The groups call the notion of a litigation crisis illusory, and argue that insurance companies boost their premiums not because of damage awards, but to make up for profits they are not making in the stock market.

Both sides have plenty of ammunition to throw at each other in this debate: Doctors driven from their practices by high insurance, and victims of a medical malpractice barred from seeking fair damage awards. And it’s certain the American public will hear plenty of worst-case scenarios from both sides before Congress takes up the matter.

But what’s been missing so far from journalists covering the tussle is some voice — and some legwork. Not the standard “he said/she said” format, but some digging, some enterprise, and a willingness by reporters to sift through the spin and provide — yes — real information.

Georgina Gustin and Philip Dine of the St. Louis Post-Dispatch took a first step toward that end over the weekend, concluding that judicial hell holes aren’t created solely by greedy trial lawyers. After all, it’s insurance companies and regulators who set insurance rates, not trial lawyers. And, as it happens:

Illinois, according to consumer groups, has the most lenient insurance regulations in the country — and that, they say, is one reason the cost of malpractice insurance for Illinois doctors has shot up. Indeed, some critics say, Illinois’ system has become the model for congressional efforts to loosen regulations on the insurance industry nationwide.

Post-Dispatch readers deserved to hear more from Gustin and Dine on this subject — independent reporting which would either document or cast doubt on the claims of the consumer advocates, and provide other essential details on insurance regulation in the state in advance of Bush’s appearance.

They do offer a few numbers. For example, proponents of tort reform, among them the president, argue that caps on jury awards for pain and suffering will reduce the number of lawsuits and thereby lower doctors’ insurance premiums. Yet, write Gustin and Dine, statistics don’t bear that out. Missouri’s malpractice rates went up after the state in 1986 imposed a cap of $500,000 on non-economic awards, they report. The same thing happened in California; there, only when voters passed tougher regulations on insurers did premiums decline.

For any reform to work, insurance companies must be drawn into the debate, along with the medical and legal professions, says U.S. Rep. Jerry Costello, an Illinois Democrat, who told Gustine and Dine: “I’m hoping when the president comes to Collinsville [in Madison County], he addresses the entire issue. I believe there is no one simple solution to this complicated matter.”

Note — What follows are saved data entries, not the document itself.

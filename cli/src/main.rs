use anyhow::Result;
use clap::Parser;
use eln2rdf::archive::read_records_from_file;
use eln2rdf::consts::DEFAULT_PATTERN;
use eln2rdf::graph::OutputGraph;
use eln2rdf::mapper::map_record;
use eln2rdf::mapping::Mapping;
use eln2rdf::record::parse_export;
use eln2rdf::viz::graph_to_dot;
use log::info;
use std::path::PathBuf;

#[derive(Debug, Parser)]
#[command(name = "eln2rdf")]
#[command(about = "Convert an ELN export to RDF Turtle format")]
#[command(arg_required_else_help = true)]
struct Cli {
    /// Path to the ELN export file
    eln_export: PathBuf,
    /// Path to the YAML keymap file
    #[clap(long, short)]
    keymap: PathBuf,
    /// Name of the output Turtle file. Defaults to basename of input + .ttl
    #[clap(long, short)]
    output: Option<PathBuf>,
    /// Suffix pattern to match JSON files in the ELN export
    #[clap(long, default_value = DEFAULT_PATTERN)]
    pattern: String,
    /// Plot the RDF graph as an image (requires GraphViz)
    #[clap(long)]
    plot: Option<PathBuf>,
    /// Institute label attached to every record
    #[clap(long, default_value = "Sample Institute")]
    institute: String,
    /// Verbose mode - sets the RUST_LOG level to info, defaults to warning level
    #[clap(long, short, action, default_value = "false")]
    verbose: bool,
    /// Debug mode - sets the RUST_LOG level to debug, defaults to warning level
    #[clap(long, action, default_value = "false")]
    debug: bool,
}

fn main() -> Result<()> {
    let cmd = Cli::parse();

    let log_level = if cmd.verbose { "info" } else { "warn" };
    let log_level = if cmd.debug { "debug" } else { log_level };
    std::env::set_var("RUST_LOG", log_level);
    env_logger::init();

    let output = match cmd.output {
        Some(path) => path,
        None => {
            let stem = cmd.eln_export.file_stem().unwrap_or_default();
            PathBuf::from(stem).with_extension("ttl")
        }
    };

    let mapping = Mapping::from_yaml_file(&cmd.keymap)?;
    let mut graph = OutputGraph::with_prefixes(&mapping.namespaces);

    for (_name, json) in read_records_from_file(&cmd.eln_export, &cmd.pattern)? {
        let record = parse_export(&json, &cmd.institute);
        map_record(&record, &mapping, &mut graph)?;
    }

    graph.write_turtle(&output)?;
    info!("RDF graph serialized to {}", output.display());

    if let Some(image) = cmd.plot {
        let dot = graph_to_dot(&graph);
        let dot_path = image.with_extension("dot");
        std::fs::write(&dot_path, dot)?;
        let format = image
            .extension()
            .and_then(|ext| ext.to_str())
            .unwrap_or("png");
        // call graphviz to render the image
        let rendered = std::process::Command::new("dot")
            .args([
                &format!("-T{format}"),
                dot_path.to_str().unwrap_or_default(),
                "-o",
                image.to_str().unwrap_or_default(),
            ])
            .output()?;
        if !rendered.status.success() {
            return Err(anyhow::anyhow!(
                "Failed to render graph image: {}",
                String::from_utf8_lossy(&rendered.stderr)
            ));
        }
        info!("RDF graph plotted and saved as {}", image.display());
    }

    Ok(())
}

That doesn’t seem likely. Admission to Bush’s event in Madison County is by invitation only. The guest list of about 1,000 is heavily weighted toward business leaders and doctors. Traditionally, both those groups have reserved their wrath for trial lawyers, not for insurers. The White House also seems ready to target the legal profession as the root of the problem. So it will be up to reporters covering the event to make sure that the insurance industry’s role in the whole issue is not ignored.

–Susan Q. Stranahan

Note: The above has been updated to provide a link to an earlier report on the same topic.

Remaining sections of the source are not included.